Conclusion: The DVR and R₁ estimated from cardiac dynamic ¹⁸F-Florbetapir PET using pSRTM with kidney pseudo-reference tissue are suggested to quantify cardiac amyloid deposition and relative perfusion, respectively, in amyloidosis patients and healthy controls. We recommend a dual-phase scan: 0.5-5 min and 50-60 min p.i. as the appropriate time window for clinically assessing cardiac amyloidosis and perfusion measurements using ¹⁸F-Florbetapir PET.

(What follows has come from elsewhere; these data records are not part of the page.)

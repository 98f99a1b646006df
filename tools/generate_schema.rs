//! JSON Schema + Markdown生成ツール
//!
//! src/domain/config.rsの設定構造から以下を自動生成します：
//! 1. JSON Schema (schema/config.json)
//! 2. Markdownドキュメント (CONFIGURATION.md)
//!
//! 実行方法:
//! ```
//! cargo run --bin generate_schema
//! ```

use docuscan::domain::config::AppConfig;
use schemars::schema_for;
use serde_json::{Map, Value};
use std::fs;

fn main() {
    println!("JSON Schema + Markdown生成中...");

    // AppConfigからJSON Schemaを生成
    let schema = schema_for!(AppConfig);

    let json = serde_json::to_string_pretty(&schema).expect("Failed to serialize schema to JSON");

    fs::create_dir_all("schema").expect("Failed to create schema/ directory");
    fs::write("schema/config.json", &json).expect("Failed to write schema/config.json");
    println!("  ✓ schema/config.json");

    let schema_value: Value =
        serde_json::from_str(&json).expect("Failed to parse generated schema");
    let markdown = generate_markdown(&schema_value);

    fs::write("CONFIGURATION.md", markdown).expect("Failed to write CONFIGURATION.md");
    println!("  ✓ CONFIGURATION.md");

    println!("✅ 生成完了: schema/config.json + CONFIGURATION.md");
}

/// JSON Schemaからマークダウンドキュメントを生成
fn generate_markdown(schema: &Value) -> String {
    let mut md = String::new();

    md.push_str("# 設定リファレンス (Configuration Reference)\n\n");

    md.push_str("## 概要\n\n");
    md.push_str("`config.toml`ファイルは、docuscanの動作を制御する設定ファイルです。\n\n");
    md.push_str("**設定ファイルの場所**: `config.toml` (プロジェクトルート)  \n");
    md.push_str("**スキーマファイル**: `schema/config.json` (自動生成)\n\n");

    md.push_str("⚠️ **注意**: このドキュメント（CONFIGURATION.md）は `cargo run --bin generate_schema` で自動生成されます。\n");
    md.push_str("設定項目の説明を変更する場合は、`src/domain/config.rs`のdoc commentsを編集してください。\n\n");

    md.push_str("## 設定ファイルの読み込み\n\n");
    md.push_str("- `config.toml`が存在する場合: ファイルから読み込み\n");
    md.push_str("- ファイルが存在しない場合: デフォルト値を使用（警告ログ出力）\n\n");

    md.push_str("## 設定項目\n\n");

    let defs = schema
        .get("$defs")
        .and_then(|d| d.as_object())
        .cloned()
        .unwrap_or_default();

    if let Some(props) = schema.get("properties").and_then(|p| p.as_object()) {
        for (key, prop) in props {
            generate_section(&mut md, key, prop, &defs);
        }
    }

    md
}

/// セクション（[api] / [capture]）ごとの項目テーブルを生成
fn generate_section(md: &mut String, key: &str, schema: &Value, defs: &Map<String, Value>) {
    md.push_str(&format!("### [{}] - {}\n\n", key, section_name(key)));

    // $refの場合は定義を解決してからテーブル化
    let resolved = schema
        .get("$ref")
        .and_then(|r| r.as_str())
        .and_then(|r| r.strip_prefix("#/$defs/"))
        .and_then(|name| defs.get(name))
        .unwrap_or(schema);

    if let Some(desc) = resolved.get("description").and_then(|d| d.as_str()) {
        md.push_str(&format!("{}\n\n", desc));
    }

    let props = match resolved.get("properties").and_then(|p| p.as_object()) {
        Some(props) if !props.is_empty() => props,
        _ => return,
    };

    md.push_str("| 設定項目 | 型 | デフォルト | 説明 |\n");
    md.push_str("|---------|-----|---------|---------|\n");

    for (prop_key, prop_schema) in props {
        md.push_str(&format!(
            "| `{}` | {} | {} | {} |\n",
            prop_key,
            type_string(prop_schema),
            default_value(prop_schema),
            description(prop_schema)
        ));
    }
    md.push('\n');
}

fn type_string(schema: &Value) -> String {
    match schema.get("type") {
        Some(Value::String(type_str)) => match type_str.as_str() {
            "integer" | "number" => schema
                .get("format")
                .and_then(|f| f.as_str())
                .unwrap_or(type_str)
                .to_string(),
            "boolean" => "bool".to_string(),
            other => other.to_string(),
        },
        _ => "unknown".to_string(),
    }
}

fn default_value(schema: &Value) -> String {
    match schema.get("default") {
        Some(Value::String(s)) => format!("`\"{}\"`", s),
        Some(Value::Number(n)) => format!("`{}`", n),
        Some(Value::Bool(b)) => format!("`{}`", b),
        _ => "-".to_string(),
    }
}

fn description(schema: &Value) -> String {
    schema
        .get("description")
        .and_then(|d| d.as_str())
        .map(|s| s.replace("\n\n", "<br><br>").replace('\n', " ").replace('|', "\\|"))
        .unwrap_or_else(|| "-".to_string())
}

fn section_name(key: &str) -> String {
    match key {
        "api" => "検出API設定".to_string(),
        "capture" => "キャプチャ設定".to_string(),
        _ => key.to_string(),
    }
}
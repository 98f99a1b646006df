/// キャプチャセッション状態管理
///
/// 1回のドキュメントキャプチャ対話を通して生きる唯一のセッションインスタンス。
/// Controllerのみが変更し、Presentation層はスナップショット経由で読み取る。
///
/// # 不変条件
/// - `is_detected` は単調: 一度trueになったらセッション内でリセットされず、
///   以降のレスポンスは `last_result` / `state` を一切変更しない
/// - `scan_timer_active` ⇒ state ∈ {PreviewActive, CaptureRequested, Submitting}
/// - セッションは `start_preview` ごとに新規作成される

use crate::domain::{DetectionOutcome, EncodedImage, ScanError, ScanResult};

/// セッション状態
#[derive(Debug, Clone, Copy, PartialEq, Eq)]
pub enum SessionState {
    /// 初期状態（プレビュー未開始）
    Idle,
    /// ライブプレビュー中
    PreviewActive,
    /// キャプチャ要求済み（ラスタライズ中）
    CaptureRequested,
    /// 検出API呼び出し中（複数同時あり得る）
    Submitting,
    /// 検出成功（セッション終端、結果保持）
    Detected,
    /// フレームソース取得失敗（セッション終端）
    Failed,
}

/// レスポンス適用の結果分類
#[derive(Debug, Clone, Copy, PartialEq, Eq)]
pub enum OutcomeDisposition {
    /// 初回の検出成功として適用された
    Detected,
    /// 非致命エラーとして適用された（エラーバナー表示）
    SoftError,
    /// 検出成功後に到着したため破棄された
    Discarded,
}

/// Presentation層へ通知する読み取り専用スナップショット
#[derive(Debug, Clone)]
pub struct SessionSnapshot {
    pub state: SessionState,
    pub pending_requests: u32,
    pub is_detected: bool,
    pub scan_timer_active: bool,
    pub last_result: Option<DetectionOutcome>,
    pub error: Option<String>,
}

/// キャプチャセッション
#[derive(Debug)]
pub struct CaptureSession {
    state: SessionState,
    /// Submitting解決後に戻る状態（PreviewActiveまたはIdle）
    resume_state: SessionState,
    pending_requests: u32,
    is_detected: bool,
    scan_timer_active: bool,
    last_captured_image: Option<EncodedImage>,
    last_result: Option<DetectionOutcome>,
    last_error: Option<String>,
}

impl CaptureSession {
    /// 新しいIdleセッションを作成
    pub fn new() -> Self {
        Self {
            state: SessionState::Idle,
            resume_state: SessionState::Idle,
            pending_requests: 0,
            is_detected: false,
            scan_timer_active: false,
            last_captured_image: None,
            last_result: None,
            last_error: None,
        }
    }

    // ===== 読み取り =====

    pub fn state(&self) -> SessionState {
        self.state
    }

    pub fn is_detected(&self) -> bool {
        self.is_detected
    }

    pub fn pending_requests(&self) -> u32 {
        self.pending_requests
    }

    pub fn scan_timer_active(&self) -> bool {
        self.scan_timer_active
    }

    pub fn last_captured_image(&self) -> Option<&EncodedImage> {
        self.last_captured_image.as_ref()
    }

    pub fn last_result(&self) -> Option<&DetectionOutcome> {
        self.last_result.as_ref()
    }

    pub fn last_error(&self) -> Option<&str> {
        self.last_error.as_deref()
    }

    /// 現在状態のスナップショットを作成
    pub fn snapshot(&self) -> SessionSnapshot {
        SessionSnapshot {
            state: self.state,
            pending_requests: self.pending_requests,
            is_detected: self.is_detected,
            scan_timer_active: self.scan_timer_active,
            last_result: self.last_result.clone(),
            error: self.last_error.clone(),
        }
    }

    /// キャプチャ・送信を受け付けられる状態か
    ///
    /// 検出成功後・失敗後・プレビュー未開始では受け付けない。
    pub fn can_capture(&self) -> bool {
        !self.is_detected
            && matches!(
                self.state,
                SessionState::PreviewActive
                    | SessionState::CaptureRequested
                    | SessionState::Submitting
            )
    }

    // ===== 状態遷移（Controllerからのみ呼ばれる） =====

    /// フレームソース取得成功、プレビュー開始
    pub fn begin_preview(&mut self) {
        self.state = SessionState::PreviewActive;
        self.resume_state = SessionState::PreviewActive;
        self.last_error = None;
    }

    /// フレームソース取得失敗（セッション終端）
    pub fn fail_source(&mut self, error: &ScanError) {
        self.state = SessionState::Failed;
        self.scan_timer_active = false;
        self.last_error = Some(error.to_string());
    }

    /// キャプチャ開始（ラスタライズ済み画像を保持）
    pub fn begin_capture(&mut self, image: EncodedImage) {
        if matches!(
            self.state,
            SessionState::Idle | SessionState::PreviewActive
        ) {
            self.resume_state = self.state;
        }
        self.last_captured_image = Some(image);
        self.last_error = None;
        self.state = SessionState::CaptureRequested;
    }

    /// 検出API呼び出し開始（in-flightカウントを増やす）
    pub fn begin_submission(&mut self) {
        if matches!(
            self.state,
            SessionState::Idle | SessionState::PreviewActive
        ) {
            self.resume_state = self.state;
        }
        self.last_error = None;
        self.state = SessionState::Submitting;
        self.pending_requests += 1;
    }

    /// スキャンタイマーを起動
    ///
    /// # Returns
    /// 不変条件（プレビュー系状態のみ、検出成功後は不可）を満たさない場合はfalse
    pub fn arm_scan_timer(&mut self) -> bool {
        if !self.can_capture() {
            return false;
        }
        self.scan_timer_active = true;
        true
    }

    /// スキャンタイマーを停止（in-flight送信はキャンセルしない）
    pub fn disarm_scan_timer(&mut self) {
        self.scan_timer_active = false;
    }

    /// 非致命エラーをバナーとして記録（状態遷移なし）
    ///
    /// スキャンtick中のフレーム取得・エンコード失敗など、
    /// 次のtickで自然に再試行されるケースに使う。
    pub fn record_soft_error(&mut self, error: &ScanError) {
        self.last_error = Some(error.to_string());
    }

    /// 検出APIレスポンスを適用
    ///
    /// 到着順に依存しないsingle-flight-resultポリシー:
    /// 最初に観測された成功が勝ち、以降のレスポンスはすべて破棄される。
    /// どのtickから発行されたかに関わらず `pending_requests` は減算する。
    pub fn apply_outcome(&mut self, outcome: ScanResult<DetectionOutcome>) -> OutcomeDisposition {
        self.pending_requests = self.pending_requests.saturating_sub(1);

        if self.is_detected {
            return OutcomeDisposition::Discarded;
        }

        match outcome {
            Ok(result) if result.is_ok() => {
                self.is_detected = true;
                self.last_result = Some(result);
                self.last_error = None;
                self.scan_timer_active = false;
                self.state = SessionState::Detected;
                OutcomeDisposition::Detected
            }
            Ok(result) => {
                // code == ERROR: エラーバナーを出してストリーミング状態に留まる
                self.last_result = Some(result);
                self.last_error = Some(ScanError::Detection("service returned ERROR".into()).to_string());
                self.resume_after_submission();
                OutcomeDisposition::SoftError
            }
            Err(e) => {
                // 通信エラーはcode == ERRORと同一の扱い
                self.last_error = Some(e.to_string());
                self.resume_after_submission();
                OutcomeDisposition::SoftError
            }
        }
    }

    /// Submitting中のエラー解決後の戻り先
    ///
    /// まだin-flightの送信が残っている間はSubmittingに留まる。
    fn resume_after_submission(&mut self) {
        if self.pending_requests == 0 && self.state == SessionState::Submitting {
            self.state = self.resume_state;
        }
    }
}

impl Default for CaptureSession {
    fn default() -> Self {
        Self::new()
    }
}
//! Application Layer
//!
//! キャプチャ・検出の制御ループと統計管理のユースケースを実装します。
//!
//! ## モジュール構成
//! - `controller`: キャプチャ・検出コントローラー（状態機械＋スキャンタイマー＋送信ディスパッチ）
//! - `stats`: 統計情報管理（送信数、往復レイテンシ、検出所要時間）

pub mod controller;
pub mod stats;
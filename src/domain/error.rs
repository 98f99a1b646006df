/// エラー型定義
///
/// Domain層の統一エラー型。thiserrorを使用して型安全なエラー処理を提供します。
///
/// # 設計方針
/// - unwrap()の使用を禁止し、明示的なエラーハンドリングを強制
/// - Result型でエラー伝播を明示化
/// - 回復可能性をエラー型で表現（Sourceはセッション致命、Transport/Detectionはバナー表示のみ）

use thiserror::Error;

/// Domain層の統一エラー型
#[derive(Error, Debug, Clone)]
pub enum ScanError {
    /// フレームソース関連のエラー（カメラ拒否・デバイスなし）
    ///
    /// セッションに対して致命的。自動リトライは行わず、
    /// 呼び出し側の明示的なstart_preview()でのみ回復する。
    #[error("Source error: {0}")]
    Source(String),

    /// 検出APIへの通信エラー（非2xxステータス・接続失敗・タイムアウト）
    ///
    /// 非致命的。エラーバナーとして表示され、スキャンモードは
    /// 次のtickで自然に再試行する。
    #[error("Transport error: {0}")]
    Transport(String),

    /// 検出エラー（整形式レスポンスの code == ERROR 相当）
    ///
    /// 状態遷移上はTransportと同一の扱い。
    #[error("Detection error: {0}")]
    Detection(String),

    /// 静止画エンコード関連のエラー
    #[error("Encode error: {0}")]
    Encode(String),

    /// 設定関連のエラー
    #[error("Configuration error: {0}")]
    Configuration(String),
}

/// Domain層の統一Result型
pub type ScanResult<T> = Result<T, ScanError>;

Keywords: 18F-florbetapir; Cardiac amyloidosis; Pseudo-reference tissue; Quantitative analysis; pSRTM.

Fig. 1

Bull's eye plot of DVR from pSRTM2, SUV_50–60min, and SUVR_50–60min in HC (a, c, e) and CA group (b, d, f) respectively.

Fig. 2

Kinetic modeling (pSRTM2(a), Logan plot(b)) using kidney reference tissue for representative CA patient and HC subject.

Fig. 3

R₁ generated by pSRTM2 (a) model fitting, SUVR_EP (b), DVR generated by pSRTM2 (c) and Logan plot (d) model fitting and SUVR_LP (e) of total myocardium region for CA and HC groups. Asterisks denote significant differences with HC group (*P < 0.05).

Fig. 4

Positive linear correlation between DVR from pSRTM2 and DVR from Logan plot (a). Positive linear correlation between ROI estimates DVR from pSRTM2 and SUVR_LP (b). Positive linear correlation between ROI estimates R₁ from pSRTM2 and SUVR_EP (c).

Fig. 5

Representative DVR parametric images for cardiac amyloidosis subject and healthy control subject. Parametric images of DVR were generated from ¹⁸F-Florbetapir dynamic PET using the pSRTM2 with linear regression (LR), and linear regression with and without spatially constrained (LRSC) algorithm with 3-dimensional Gaussian filters with FWHM varying from 3 to 12 mm, where the spatial resolution of reconstructed PET is 2.9 mm FWHM.

Fig. 6

The change of mean SUVR (myocardium to the kidney) in the CA and HC group for every 10 min (a). The correlation of DVR and SUVR over time (b).

Fig. 7

The Kinetic modeling (2-Tissue Compartment Model with metabolite-uncorrected image-derived input function (a), 2-Tissue Compartment Model with metabolite-corrected image-derived input function (b)) for representative CA patient and HC subject.